Nordic High Performance Computing (NHPC)

National High Performance Computing (HPC) organisations of Denmark, Norway, Sweden and Iceland have pooled resources and powered up an innovative joint supercomputer in Iceland. It is innovative not so much for its technology, but for its concept, placement and operations.

The computer is part of a pilot initiative aiming to test remote hosting, such that computing is brought to the energy source and not vice versa, as is the norm, thereby introducing substantial savings. Further aims are to understand the political, organizational and technical aspects of joint ownership, administration and operation of such expensive and strategic infrastructure.

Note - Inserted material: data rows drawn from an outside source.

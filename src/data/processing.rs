//! Numeric helpers layered on top of a decoded frame. Each one
//! derives a new array and leaves the pixels alone.

mod background;
mod ccd;
mod levels;

pub use background::BackgroundFilter;
pub use ccd::normalize_on_ccd;
pub use levels::{inner_square, Histogram, LevelEstimator, LevelRegion};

Due to growing power consumption, supercomputing costs are an increasing economic burden for researchers and their universities. Iceland is an attractive location, with powerful natural resources providing very low-cost electricity and cost-efficient cooling solutions. Some of the aims of the project are:

  •  Sharing computational resources across country boundaries by joint procurement
  •  Differences in the procedures for procurement in the national eInfrastructures.
  •  Identifying suitable models for organization, governance, procurement, operations and usage, and funding for resources that are   shared by multiple countries
  •  Using environmental aspects, such as renewable energy and energy-efficiency, as parameters in procurements
  •  Promoting cross-border cooperation in computational science.



Green Energy

In Iceland, energy is produced not only at low cost but also from CO2-neutral renewable hydro- and geothermal energy sources. Due to Iceland’s geographical location, it is not feasible to transfer electricity to Europe. Hardware, however, can be moved, and so can data, via the trans-Atlantic fibre optic data-network infrastructure.